=== Section Start ===
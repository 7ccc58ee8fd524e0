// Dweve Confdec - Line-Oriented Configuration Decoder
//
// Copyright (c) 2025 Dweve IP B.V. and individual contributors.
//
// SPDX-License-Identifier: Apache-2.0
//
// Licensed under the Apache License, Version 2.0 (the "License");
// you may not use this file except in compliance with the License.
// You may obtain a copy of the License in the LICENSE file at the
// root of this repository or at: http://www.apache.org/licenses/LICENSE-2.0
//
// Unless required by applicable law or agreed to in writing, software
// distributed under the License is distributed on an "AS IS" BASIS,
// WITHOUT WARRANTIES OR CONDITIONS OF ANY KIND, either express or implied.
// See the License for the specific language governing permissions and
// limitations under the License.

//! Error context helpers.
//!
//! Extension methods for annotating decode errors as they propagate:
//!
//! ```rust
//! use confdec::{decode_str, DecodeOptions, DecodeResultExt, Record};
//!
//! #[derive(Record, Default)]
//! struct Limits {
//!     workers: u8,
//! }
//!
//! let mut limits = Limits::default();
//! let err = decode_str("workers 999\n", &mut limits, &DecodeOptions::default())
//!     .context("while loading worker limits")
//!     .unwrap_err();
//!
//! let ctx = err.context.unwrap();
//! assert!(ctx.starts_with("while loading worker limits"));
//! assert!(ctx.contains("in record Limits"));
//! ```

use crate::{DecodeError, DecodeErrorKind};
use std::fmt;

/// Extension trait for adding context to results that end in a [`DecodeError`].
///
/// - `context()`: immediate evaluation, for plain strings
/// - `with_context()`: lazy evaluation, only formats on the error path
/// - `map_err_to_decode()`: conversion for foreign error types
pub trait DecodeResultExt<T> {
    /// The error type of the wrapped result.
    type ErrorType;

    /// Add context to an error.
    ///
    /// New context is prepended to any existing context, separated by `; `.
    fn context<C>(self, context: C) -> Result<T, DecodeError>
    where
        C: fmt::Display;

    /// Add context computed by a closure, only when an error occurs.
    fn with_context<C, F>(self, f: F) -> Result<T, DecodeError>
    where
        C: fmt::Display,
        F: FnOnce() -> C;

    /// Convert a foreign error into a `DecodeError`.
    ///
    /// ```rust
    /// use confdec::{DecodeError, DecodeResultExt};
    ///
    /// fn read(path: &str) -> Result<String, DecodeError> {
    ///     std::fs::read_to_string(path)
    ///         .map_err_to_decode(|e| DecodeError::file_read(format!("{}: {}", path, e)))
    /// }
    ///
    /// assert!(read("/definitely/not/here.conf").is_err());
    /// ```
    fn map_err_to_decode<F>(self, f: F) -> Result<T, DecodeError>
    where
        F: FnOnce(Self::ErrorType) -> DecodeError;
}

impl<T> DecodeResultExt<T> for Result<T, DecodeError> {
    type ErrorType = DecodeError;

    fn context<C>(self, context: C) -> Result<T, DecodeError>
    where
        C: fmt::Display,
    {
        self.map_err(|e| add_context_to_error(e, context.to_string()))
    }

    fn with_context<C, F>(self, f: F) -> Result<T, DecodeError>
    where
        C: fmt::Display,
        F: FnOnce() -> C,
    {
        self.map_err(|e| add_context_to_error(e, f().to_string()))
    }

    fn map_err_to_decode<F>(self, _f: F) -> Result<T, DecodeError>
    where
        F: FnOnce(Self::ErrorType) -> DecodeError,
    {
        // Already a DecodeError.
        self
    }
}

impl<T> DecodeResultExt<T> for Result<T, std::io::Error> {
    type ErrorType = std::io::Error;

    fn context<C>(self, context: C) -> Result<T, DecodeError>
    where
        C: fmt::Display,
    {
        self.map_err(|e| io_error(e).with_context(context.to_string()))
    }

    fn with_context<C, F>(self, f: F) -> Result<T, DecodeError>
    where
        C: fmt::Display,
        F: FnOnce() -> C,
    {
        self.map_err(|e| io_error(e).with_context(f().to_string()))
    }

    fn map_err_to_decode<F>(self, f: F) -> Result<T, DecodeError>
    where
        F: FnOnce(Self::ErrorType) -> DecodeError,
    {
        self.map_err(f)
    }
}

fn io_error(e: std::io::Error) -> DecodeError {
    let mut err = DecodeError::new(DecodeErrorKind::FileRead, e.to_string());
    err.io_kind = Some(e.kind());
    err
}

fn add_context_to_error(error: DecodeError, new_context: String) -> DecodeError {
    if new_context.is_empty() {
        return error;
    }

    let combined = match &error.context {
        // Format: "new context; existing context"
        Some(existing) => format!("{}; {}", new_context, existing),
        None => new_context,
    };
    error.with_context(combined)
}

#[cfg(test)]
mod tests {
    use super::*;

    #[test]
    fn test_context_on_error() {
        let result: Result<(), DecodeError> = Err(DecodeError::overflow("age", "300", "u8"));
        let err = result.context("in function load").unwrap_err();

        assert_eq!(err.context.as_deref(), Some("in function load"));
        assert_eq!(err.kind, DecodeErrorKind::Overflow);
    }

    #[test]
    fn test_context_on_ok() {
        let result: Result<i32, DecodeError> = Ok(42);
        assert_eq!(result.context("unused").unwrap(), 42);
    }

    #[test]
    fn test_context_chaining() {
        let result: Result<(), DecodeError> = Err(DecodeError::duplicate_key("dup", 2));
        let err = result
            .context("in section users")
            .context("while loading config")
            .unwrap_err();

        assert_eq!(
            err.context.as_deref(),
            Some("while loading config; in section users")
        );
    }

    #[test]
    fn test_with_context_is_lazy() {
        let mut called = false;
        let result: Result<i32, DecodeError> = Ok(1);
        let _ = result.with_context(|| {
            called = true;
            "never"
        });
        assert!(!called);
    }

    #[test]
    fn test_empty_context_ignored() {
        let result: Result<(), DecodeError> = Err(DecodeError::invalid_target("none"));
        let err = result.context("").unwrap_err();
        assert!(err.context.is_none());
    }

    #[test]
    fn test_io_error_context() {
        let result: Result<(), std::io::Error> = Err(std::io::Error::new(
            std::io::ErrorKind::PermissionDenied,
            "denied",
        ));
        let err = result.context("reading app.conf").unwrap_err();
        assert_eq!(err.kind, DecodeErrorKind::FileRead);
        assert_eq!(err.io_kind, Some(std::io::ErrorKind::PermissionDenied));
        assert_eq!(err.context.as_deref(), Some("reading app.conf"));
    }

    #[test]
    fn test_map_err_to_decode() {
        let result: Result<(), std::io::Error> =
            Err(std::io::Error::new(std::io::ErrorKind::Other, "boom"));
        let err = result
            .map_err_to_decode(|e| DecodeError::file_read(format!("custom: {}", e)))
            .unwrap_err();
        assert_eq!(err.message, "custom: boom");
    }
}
=== Section End ===
» Try it: Up to and including the line that contains "Licensed under the", output the records above exactly, beginning with their first line.

» Result of the task:
repository 7ccc58ee8fd524e0
// Dweve Confdec - Line-Oriented Configuration Decoder
//
// Copyright (c) 2025 Dweve IP B.V. and individual contributors.
//
// SPDX-License-Identifier: Apache-2.0
//
// Licensed under the Apache License, Version 2.0 (the "License");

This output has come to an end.